Disaster looms as Danny becomes overdue on a flight after Rick has been grounded by government officials. Rick must decide if he should risk losing his license forever by going to look for his friend.

==Cast==
- Elvis Presley as Rick Richards
- Suzanna Leigh as Judy "Friday" Hudson
- James Shigeta as Danny Kohana
- Jan Shepard as Betty Kohana
- Philip Ahn as Moki Kaimana
- Donna Butterworth as Jan Kohana
- Marianna Hill as Lani Kaimana
- Irene Tsu as Pua
- Linda Wong as Lehua Kawena
- Julie Parrish as Joanna
- Red West as fighter in bar (uncredited)
- Grady Sutton as Mr. Cubberson

==Production==
Principal photography in Paradise, Hawaiian Style began in Hawaii on July 27, 1965 (with the working title of Hawaiian Paradise) and finished on September 29 in Los Angeles.

Major scenes in both Blue Hawaii (1961) and this film were shot on the island of Kauaʻi, with the Coco Palms Resort prominently featured. The famous resort was destroyed by Hurricane Iniki in 1992 and never rebuilt.

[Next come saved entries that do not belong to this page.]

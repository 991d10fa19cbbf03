use crate::scan_pipeline::domain::{GateVerdict, VersionId};
use crate::shared::error::ExitCode;
use std::fmt;

/// Stages of a pipeline run, in execution order
#[derive(Debug, Clone, Copy, PartialEq, Eq)]
pub enum Stage {
    Provisioning,
    Scanning,
    Reconciling,
    Tagging,
    GateEvaluation,
    Summarizing,
}

impl fmt::Display for Stage {
    fn fmt(&self, f: &mut fmt::Formatter<'_>) -> fmt::Result {
        let name = match self {
            Stage::Provisioning => "Provisioning",
            Stage::Scanning => "Scanning",
            Stage::Reconciling => "Reconciling",
            Stage::Tagging => "Tagging",
            Stage::GateEvaluation => "Gate evaluation",
            Stage::Summarizing => "Summarizing",
        };
        write!(f, "{}", name)
    }
}

#[derive(Debug, Clone, PartialEq, Eq)]
pub enum StageStatus {
    Completed,
    Skipped,
    /// Failed without failing the run
    Degraded(String),
    Failed(String),
}

#[derive(Debug, Clone, PartialEq, Eq)]
pub struct StageRecord {
    pub stage: Stage,
    pub status: StageStatus,
}

/// PipelineResponse - Outcome of a pipeline run
///
/// A run ends `Failed` when a stage failed fatally (`failure` is set) or
/// when a blocking gate did not pass; it ends `Done` otherwise.
#[derive(Debug, Clone, Default, PartialEq)]
pub struct PipelineResponse {
    pub version_id: Option<VersionId>,
    pub scan_id: Option<u64>,
    pub verdict: Option<GateVerdict>,
    pub stages: Vec<StageRecord>,
    /// Message of the fatal error that ended the run
    pub failure: Option<String>,
}

impl PipelineResponse {
    pub fn record(&mut self, stage: Stage, status: StageStatus) {
        self.stages.push(StageRecord { stage, status });
    }

    pub fn stage_status(&self, stage: Stage) -> Option<&StageStatus> {
        self.stages
            .iter()
            .rev()
            .find(|r| r.stage == stage)
            .map(|r| &r.status)
    }

    /// Non-fatal problems of the run, in stage order
    pub fn warnings(&self) -> Vec<String> {
        self.stages
            .iter()
            .filter_map(|r| match &r.status {
                StageStatus::Degraded(message) => Some(format!("{}: {}", r.stage, message)),
                _ => None,
            })
            .collect()
    }

    pub fn gate_blocked(&self) -> bool {
        self.verdict.is_some_and(|v| v.blocks_run())
    }

    pub fn succeeded(&self) -> bool {
        self.failure.is_none() && !self.gate_blocked()
    }

    pub fn exit_code(&self) -> ExitCode {
        if self.failure.is_some() {
            ExitCode::ApplicationError
        } else if self.gate_blocked() {
            ExitCode::GateFailed
        } else {
            ExitCode::Success
        }
    }
}

#[cfg(test)]
mod tests {
    use super::*;
    use crate::scan_pipeline::domain::GateAction;

    fn verdict(passed: bool, action: GateAction) -> GateVerdict {
        GateVerdict {
            total: if passed { 0 } else { 4 },
            passed,
            action,
        }
    }

    #[test]
    fn test_exit_codes() {
        let mut response = PipelineResponse::default();
        assert_eq!(response.exit_code(), ExitCode::Success);

        response.verdict = Some(verdict(false, GateAction::Warn));
        assert_eq!(response.exit_code(), ExitCode::Success);
        assert!(response.succeeded());

        response.verdict = Some(verdict(false, GateAction::Block));
        assert_eq!(response.exit_code(), ExitCode::GateFailed);
        assert!(!response.succeeded());

        response.failure = Some("boom".to_string());
        assert_eq!(response.exit_code(), ExitCode::ApplicationError);
    }

    #[test]
    fn test_warnings_and_stage_status() {
        let mut response = PipelineResponse::default();
        response.record(Stage::Provisioning, StageStatus::Completed);
        response.record(Stage::Tagging, StageStatus::Degraded("tag rejected".to_string()));

        assert_eq!(response.warnings(), vec!["Tagging: tag rejected".to_string()]);
        assert_eq!(
            response.stage_status(Stage::Provisioning),
            Some(&StageStatus::Completed)
        );
        assert_eq!(response.stage_status(Stage::Scanning), None);
    }
}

Some scenes were filmed above, at and around the Polynesian Cultural Center on O'ahu.

Around the official wrap on production, Presley met Tom Jones, who visited the set, and The Beatles, who visited Presley's Bel Air home a few weeks after production was completed. Presley was still the biggest singing star and top actor in the world at this time, with his salary for every film being a million dollars and half the profits which $1.25 million for Hawaiian Style. Presley made $2.25 million from this film.

==Reception==
Released in June 1966, Paradise, Hawaiian Style, despite its "stunning aerial photography", "inspired a collective yawn" with film critics. The New York Times film reviewer Vincent Canby compared the film to the formulaic 1930s musicals that Bing Crosby used to star in, concluding that it was "all harmless and forgettable." Kevin Thomas of the Los Angeles Times called it "pleasant hot-weather diversion. Pretty much the usual Elvis Presley formula of songs and romance, this Paramount release ... has the added bonus of lush tropical scenery in color. And Elvis, as always, remains [a] relaxed, enjoyable entertainer."

Variety called the film "a gaily-begarbed and flowing musical," with the Hawaii setting seldom before having been "utilized to such lush advantage." The Monthly Film Bulletin wrote, "This is Elvis Presley right back in the old rut, parading his talents as a man of action while women swoon at his passage. The script is rather worse than routine, and the songs and choreography are undistinguished; which leaves very little but Wallace Kelley's colourful photography of the strictly tourist-eye view of the islands."